Twitter Bright Neighbor

Marketers pay millions of dollars to achieve the kind of free PR, influence, and tracking now easily achieved for free on the Internet. Money aside – If you can get others to pay attention to you, you can improve your sphere of influence at a hyper local level to achieve sustainability. The idea is to be a local leader and use your results to help others at the national level through showcasing your success. Other influential leaders can easily amplify your message, creating near instant consciousness of thousands of individuals.

In order to focus these breakthroughs, I have been experimenting with ways to use Twitter to track items lent out to neighbors and friends, and many upcoming Bright Neighbor 2.0 features will continue to innovate in these areas.
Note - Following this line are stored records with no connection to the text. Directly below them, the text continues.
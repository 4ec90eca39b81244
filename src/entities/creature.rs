use crate::entities::guid::ObjectGuid;
use crate::world::position::Location;

#[derive(Debug, Clone, Copy, PartialEq, Eq, Hash, PartialOrd, Ord)]
pub struct CreatureEntry(pub u32);

pub const ANUB_REKHAN: CreatureEntry = CreatureEntry(15956);
pub const FAERLINA: CreatureEntry = CreatureEntry(15953);
pub const CORPSE_SCARAB: CreatureEntry = CreatureEntry(16698);

pub const THADDIUS: CreatureEntry = CreatureEntry(15928);
pub const STALAGG: CreatureEntry = CreatureEntry(15929);
pub const FEUGEN: CreatureEntry = CreatureEntry(15930);
pub const TESLA_COIL: CreatureEntry = CreatureEntry(16218);
pub const TOXIC_TUNNEL: CreatureEntry = CreatureEntry(16400);

pub const ZELIEK: CreatureEntry = CreatureEntry(16063);
pub const THANE: CreatureEntry = CreatureEntry(16064);
pub const BLAUMEUX: CreatureEntry = CreatureEntry(16065);
pub const RIVENDARE: CreatureEntry = CreatureEntry(30549);

pub const SAPPHIRON: CreatureEntry = CreatureEntry(15989);
pub const KELTHUZAD: CreatureEntry = CreatureEntry(15990);
pub const THE_LICH_KING: CreatureEntry = CreatureEntry(16980);
pub const MR_BIGGLESWORTH: CreatureEntry = CreatureEntry(16998);
pub const LIVING_POISON: CreatureEntry = CreatureEntry(16027);

pub const OLDWORLD_TRIGGER: CreatureEntry = CreatureEntry(15384);

pub const GOTHIK: CreatureEntry = CreatureEntry(16060);
pub const UNRELENTING_TRAINEE: CreatureEntry = CreatureEntry(16124);
pub const UNRELENTING_DEATH_KNIGHT: CreatureEntry = CreatureEntry(16125);
pub const UNRELENTING_RIDER: CreatureEntry = CreatureEntry(16126);
pub const SPECTRAL_TRAINEE: CreatureEntry = CreatureEntry(16127);
pub const SPECTRAL_DEATH_KNIGHT: CreatureEntry = CreatureEntry(16148);
pub const SPECTRAL_RIDER: CreatureEntry = CreatureEntry(16150);
pub const SPECTRAL_HORSE: CreatureEntry = CreatureEntry(16149);

pub const DISEASED_MAGGOT: CreatureEntry = CreatureEntry(16056);
pub const ROTTING_MAGGOT: CreatureEntry = CreatureEntry(16057);
pub const EYE_STALK: CreatureEntry = CreatureEntry(16236);

pub const ZOMBIE_CHOW: CreatureEntry = CreatureEntry(16360);
pub const GLUTH: CreatureEntry = CreatureEntry(15932);

impl CreatureEntry {
    /// Creatures kept as a single handle for later lookup by entry.
    pub fn is_tracked_single(self) -> bool {
        matches!(
            self,
            ANUB_REKHAN
                | FAERLINA
                | THADDIUS
                | STALAGG
                | FEUGEN
                | ZELIEK
                | THANE
                | BLAUMEUX
                | RIVENDARE
                | GOTHIK
                | SAPPHIRON
                | KELTHUZAD
                | THE_LICH_KING
                | GLUTH
        )
    }

    /// Adds summoned by Gothik on both sides of the arena.
    pub fn is_gothik_add(self) -> bool {
        matches!(
            self,
            UNRELENTING_TRAINEE
                | UNRELENTING_DEATH_KNIGHT
                | UNRELENTING_RIDER
                | SPECTRAL_TRAINEE
                | SPECTRAL_DEATH_KNIGHT
                | SPECTRAL_RIDER
                | SPECTRAL_HORSE
        )
    }

    pub fn is_heigan_backroom_add(self) -> bool {
        matches!(self, ROTTING_MAGGOT | DISEASED_MAGGOT | EYE_STALK)
    }
}

#[derive(Debug, Clone, Copy, PartialEq)]
pub struct CreatureInfo {
    pub guid: ObjectGuid,
    pub entry: CreatureEntry,
    pub location: Location,
}

#[derive(Debug, Clone, Copy, PartialEq)]
pub struct PlayerInfo {
    pub guid: ObjectGuid,
    pub location: Location,
    pub is_alive: bool,
    pub is_game_master: bool,
}
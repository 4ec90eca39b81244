pub mod instance_map;
pub mod position;
pub mod sandbox;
In the meantime, here is a 10-step action plan on how Twitter can help people that live in close proximity to one another get to know one another better:

1) Go to your local neighborhood meetings
This may seem so simple that it’s stupid. Get involved! There is a local neighborhood organization that you can join and if you can’t find one, you can start one. This way you can place faces with people you will be connecting with.

2) Create A group and go back to old-school promotions

Being in a rock band helped me learn this one. If you are ready to be a local leader, then go old-school and hit the streets. Putting flyers up at local shops and into people’s hands still works. The constant real-time flow of communications data goes away in seconds, and if someone has calendared one event and learn via Twitter or whatever where other cool people have gathered – they will alter their plans to go where the people are that can help them advance their social status. Offline flyers help build your online reputation to achieve this by putting your group’s Twitter name or hashtag on the flyer and asking neighbors to join your group.

3) Ride sharing
“Can anyone give me a lift downtown? I’m at the corner of SE 39th and Stark.” If you get a big enough group of followers in your neighborhood, that message could score you a lift if your friends are too lazy or broke to come pick you up.

4) Resource locator
“Does anyone have a ladder I can borrow”? The more you know your neighbors, the more people that will follow you and that will see your plea for help when your bushes go wild and need a trimming. With the ability to add pictures and video to Twitter, soon people will be able to discover a person in close proximity who has what they need and communicate in real time to strike a deal.

5) Saving money
“Does anyone have a coupon they can forward for the India Grill?”
Offering people coupons used to be a paper-only option, and times have made it such that there are multiple online methods to save big money on stuff like:

* Activities
* Bars
* Clubs
* Coffee
* Fitness
* Food
* Shopping
* Health & Beauty
* Hotels
* Automotive
* Events
* Dessert
* Tickets

Because that’s the kind of stuff we humans value right now. And in order to keep getting it, we are looking for ways to save money on it. One way is to call out to our social networks to see if anyone can forward access or knowledge of a money-savings deal without everyone becoming annoyed by cheap people looking for deals.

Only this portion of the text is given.